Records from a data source
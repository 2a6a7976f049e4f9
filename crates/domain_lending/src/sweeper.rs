//! Overdue sweep
//!
//! Moves pending installments past their grace period to overdue and
//! re-derives each affected loan's aggregates from a fresh read inside the
//! same transaction. Only one sweep runs at a time per sweeper; an invocation
//! that finds another in flight returns [`SweepOutcome::Skipped`].
//!
//! After the marking transaction commits, every loan it touched and every
//! active or completed loan whose request status disagrees with it is
//! synced, so a cascade lost to a race or a storage failure is repaired on
//! the next run.

use chrono::{DateTime, NaiveDate, Utc};
use rust_decimal::Decimal;
use serde::Serialize;
use std::sync::Arc;
use std::time::Duration;
use tokio::sync::{mpsc, Mutex};
use tokio::task::JoinHandle;
use tokio::time::{interval, MissedTickBehavior};

use core_kernel::{grace_cutoff, LoanId};

use crate::error::LendingError;
use crate::events::{EventBus, LendingEvent};
use crate::ports::RepaymentPort;
use crate::retry::{retry_on_conflict, DEFAULT_CONFLICT_ATTEMPTS};
use crate::status_sync::StatusSync;
use crate::workflow::WorkflowEngine;

/// Sweep schedule and assessment settings
#[derive(Debug, Clone, Copy, PartialEq, Eq)]
pub struct SweeperConfig {
    pub interval: Duration,
    pub grace_period_days: u32,
    /// Flat fee added to each installment when it becomes overdue
    pub late_fee: Decimal,
}

impl Default for SweeperConfig {
    fn default() -> Self {
        Self {
            interval: Duration::from_secs(6 * 60 * 60),
            grace_period_days: 3,
            late_fee: Decimal::ZERO,
        }
    }
}

/// What one sweep changed
#[derive(Debug, Clone, Default, PartialEq, Eq, Serialize)]
pub struct SweepReport {
    pub cutoff: Option<NaiveDate>,
    /// Loans that had at least one installment marked overdue
    pub loans_updated: usize,
    pub installments_marked: u64,
    /// Loans that went from no overdue installment to at least one
    pub newly_overdue_loans: Vec<LoanId>,
    /// Loans whose request status was moved to match the loan
    pub requests_synced: Vec<LoanId>,
}

#[derive(Debug, Clone, PartialEq, Eq, Serialize)]
#[serde(tag = "outcome", rename_all = "snake_case")]
pub enum SweepOutcome {
    Completed(SweepReport),
    /// Another sweep was already running
    Skipped,
}

struct LoanSweep {
    loan_id: LoanId,
    marked: u64,
    overdue_installments: u32,
    newly_overdue: bool,
}

pub struct OverdueSweeper {
    repayments: Arc<dyn RepaymentPort>,
    sync: StatusSync,
    events: EventBus,
    config: SweeperConfig,
    in_flight: Mutex<()>,
    conflict_retry_attempts: u32,
}

impl OverdueSweeper {
    pub fn new(
        repayments: Arc<dyn RepaymentPort>,
        engine: Arc<WorkflowEngine>,
        events: EventBus,
        config: SweeperConfig,
    ) -> Self {
        Self {
            sync: StatusSync::new(repayments.clone(), engine),
            repayments,
            events,
            config,
            in_flight: Mutex::new(()),
            conflict_retry_attempts: DEFAULT_CONFLICT_ATTEMPTS,
        }
    }

    pub fn config(&self) -> &SweeperConfig {
        &self.config
    }

    /// Runs one sweep as of `now`
    pub async fn run_once(&self, now: DateTime<Utc>) -> Result<SweepOutcome, LendingError> {
        let _guard = match self.in_flight.try_lock() {
            Ok(guard) => guard,
            Err(_) => {
                tracing::debug!("Overdue sweep already in flight, skipping");
                return Ok(SweepOutcome::Skipped);
            }
        };

        let cutoff = grace_cutoff(now, self.config.grace_period_days);
        let swept = retry_on_conflict(self.conflict_retry_attempts, move || self.sweep(cutoff, now)).await?;

        let mut report = SweepReport {
            cutoff: Some(cutoff),
            loans_updated: swept.len(),
            ..Default::default()
        };
        for loan in &swept {
            report.installments_marked += loan.marked;
            self.events.publish(LendingEvent::InstallmentsOverdue {
                loan_id: loan.loan_id,
                newly_overdue: loan.marked,
                overdue_installments: loan.overdue_installments,
                at: now,
            });
            if loan.newly_overdue {
                report.newly_overdue_loans.push(loan.loan_id);
            }
            if self.sync.sync_logged(loan.loan_id).await {
                report.requests_synced.push(loan.loan_id);
            }
        }

        let out_of_step = self.repayments.loans_out_of_step().await?;
        for loan_id in out_of_step {
            if self.sync.sync_logged(loan_id).await {
                tracing::info!(loan_id = %loan_id, "Repaired request status left behind by an earlier cascade");
                report.requests_synced.push(loan_id);
            }
        }

        tracing::info!(
            cutoff = %cutoff,
            loans = report.loans_updated,
            installments = report.installments_marked,
            newly_overdue = report.newly_overdue_loans.len(),
            synced = report.requests_synced.len(),
            "Overdue sweep completed"
        );
        Ok(SweepOutcome::Completed(report))
    }

    async fn sweep(&self, cutoff: NaiveDate, now: DateTime<Utc>) -> Result<Vec<LoanSweep>, LendingError> {
        let mut tx = self.repayments.begin().await?;
        let loan_ids = tx.loans_with_pending_due_before(cutoff).await?;

        let mut swept = Vec::with_capacity(loan_ids.len());
        for loan_id in loan_ids {
            let mut loan = tx.lock_loan(loan_id).await?;
            let marked = tx.mark_overdue(loan_id, cutoff, self.config.late_fee).await?;
            if marked == 0 {
                continue;
            }

            let prior_overdue = loan.overdue_installments;
            let installments = tx.installments(loan_id).await?;
            loan.recompute(&installments, now);
            tx.save_loan(&loan).await?;

            swept.push(LoanSweep {
                loan_id,
                marked,
                overdue_installments: loan.overdue_installments,
                newly_overdue: prior_overdue == 0 && loan.overdue_installments > 0,
            });
        }

        tx.commit().await?;
        Ok(swept)
    }
}

/// Handle to a running sweeper task
pub struct SweeperHandle {
    shutdown_tx: mpsc::Sender<()>,
    task: JoinHandle<()>,
}

impl SweeperHandle {
    /// Signals the task and waits for it to finish its current sweep
    pub async fn stop(self) {
        let _ = self.shutdown_tx.send(()).await;
        if let Err(error) = self.task.await {
            tracing::error!(error = %error, "Overdue sweeper task panicked");
        }
    }
}

/// Starts the periodic sweep on the current runtime
pub fn spawn_sweeper(sweeper: Arc<OverdueSweeper>) -> SweeperHandle {
    let (shutdown_tx, mut shutdown_rx) = mpsc::channel::<()>(1);
    let period = sweeper.config.interval.max(Duration::from_secs(1));

    let task = tokio::spawn(async move {
        let mut timer = interval(period);
        timer.set_missed_tick_behavior(MissedTickBehavior::Skip);
        tracing::info!(interval_secs = period.as_secs(), "Overdue sweeper started");

        loop {
            tokio::select! {
                _ = shutdown_rx.recv() => {
                    tracing::info!("Overdue sweeper received shutdown signal");
                    break;
                }
                _ = timer.tick() => {
                    if let Err(error) = sweeper.run_once(Utc::now()).await {
                        tracing::error!(error = %error, "Overdue sweep failed");
                    }
                }
            }
        }

        tracing::info!("Overdue sweeper stopped");
    });

    SweeperHandle { shutdown_tx, task }
}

Work item - Within the entries above, how many lines include the word "WorkflowEngine"? Respond with the number only.

Response - 2